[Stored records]
● ● ● ● ● ● ●

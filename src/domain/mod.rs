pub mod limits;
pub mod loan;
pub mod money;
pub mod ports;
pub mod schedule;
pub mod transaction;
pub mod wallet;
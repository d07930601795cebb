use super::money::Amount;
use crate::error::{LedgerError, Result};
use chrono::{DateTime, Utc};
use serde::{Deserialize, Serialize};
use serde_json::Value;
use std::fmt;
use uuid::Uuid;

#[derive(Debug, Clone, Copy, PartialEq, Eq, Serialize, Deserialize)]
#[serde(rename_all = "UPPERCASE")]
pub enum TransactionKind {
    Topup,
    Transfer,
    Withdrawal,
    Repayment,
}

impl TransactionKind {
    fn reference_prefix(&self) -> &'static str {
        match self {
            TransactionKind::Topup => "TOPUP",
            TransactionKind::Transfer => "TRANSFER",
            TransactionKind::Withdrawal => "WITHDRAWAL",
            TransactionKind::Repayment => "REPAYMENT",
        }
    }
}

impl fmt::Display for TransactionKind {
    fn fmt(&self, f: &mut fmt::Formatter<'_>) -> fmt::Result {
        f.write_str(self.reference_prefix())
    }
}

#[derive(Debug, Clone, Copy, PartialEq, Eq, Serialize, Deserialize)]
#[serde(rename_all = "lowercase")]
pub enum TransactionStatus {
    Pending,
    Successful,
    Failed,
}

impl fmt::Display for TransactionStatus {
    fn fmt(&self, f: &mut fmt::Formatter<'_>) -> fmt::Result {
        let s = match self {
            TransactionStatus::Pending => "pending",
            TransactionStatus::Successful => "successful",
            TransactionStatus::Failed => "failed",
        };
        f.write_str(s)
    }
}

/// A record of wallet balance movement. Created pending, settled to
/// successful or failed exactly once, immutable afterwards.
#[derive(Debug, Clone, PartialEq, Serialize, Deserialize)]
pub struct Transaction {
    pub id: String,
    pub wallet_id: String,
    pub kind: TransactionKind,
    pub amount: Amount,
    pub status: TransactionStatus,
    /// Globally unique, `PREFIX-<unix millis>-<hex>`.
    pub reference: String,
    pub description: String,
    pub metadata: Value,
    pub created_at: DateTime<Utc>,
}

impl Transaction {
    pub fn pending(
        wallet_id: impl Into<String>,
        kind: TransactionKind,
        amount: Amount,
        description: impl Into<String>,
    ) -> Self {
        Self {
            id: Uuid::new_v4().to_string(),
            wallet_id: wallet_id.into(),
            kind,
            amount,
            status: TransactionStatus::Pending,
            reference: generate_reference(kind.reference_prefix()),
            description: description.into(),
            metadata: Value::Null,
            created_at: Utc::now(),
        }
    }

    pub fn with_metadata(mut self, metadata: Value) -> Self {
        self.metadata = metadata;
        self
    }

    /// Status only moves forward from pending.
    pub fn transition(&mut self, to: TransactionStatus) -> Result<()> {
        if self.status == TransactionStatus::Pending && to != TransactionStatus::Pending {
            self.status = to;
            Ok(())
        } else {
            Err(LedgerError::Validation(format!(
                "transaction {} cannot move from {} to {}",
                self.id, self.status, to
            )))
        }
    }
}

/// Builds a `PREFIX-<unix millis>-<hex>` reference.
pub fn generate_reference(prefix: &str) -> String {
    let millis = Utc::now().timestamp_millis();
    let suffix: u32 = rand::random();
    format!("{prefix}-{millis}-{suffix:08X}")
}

● ● ● ● ● ● ●

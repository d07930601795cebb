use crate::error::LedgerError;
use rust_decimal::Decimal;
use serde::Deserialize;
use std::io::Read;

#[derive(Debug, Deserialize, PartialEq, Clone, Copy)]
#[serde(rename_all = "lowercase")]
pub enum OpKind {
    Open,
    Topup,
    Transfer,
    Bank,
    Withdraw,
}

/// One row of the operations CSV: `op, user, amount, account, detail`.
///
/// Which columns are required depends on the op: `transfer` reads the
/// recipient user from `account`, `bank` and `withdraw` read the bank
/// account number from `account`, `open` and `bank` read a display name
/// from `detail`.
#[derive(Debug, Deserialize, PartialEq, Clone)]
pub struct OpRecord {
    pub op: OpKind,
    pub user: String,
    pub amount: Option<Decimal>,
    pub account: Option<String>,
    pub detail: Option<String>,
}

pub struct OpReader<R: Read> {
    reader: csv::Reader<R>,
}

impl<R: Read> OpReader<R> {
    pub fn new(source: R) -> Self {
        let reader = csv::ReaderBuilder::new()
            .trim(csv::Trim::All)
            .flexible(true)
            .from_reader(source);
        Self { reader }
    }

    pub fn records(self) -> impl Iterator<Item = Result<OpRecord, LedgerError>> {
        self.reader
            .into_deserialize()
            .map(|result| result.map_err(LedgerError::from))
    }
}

● ● ● ● ● ● ●

# ASSIGNMENT:
Please filter the entries above down to the lines holding "source" and copy them.

# SOLUTION TO THIS TASK:
    pub fn new(source: R) -> Self {
            .from_reader(source);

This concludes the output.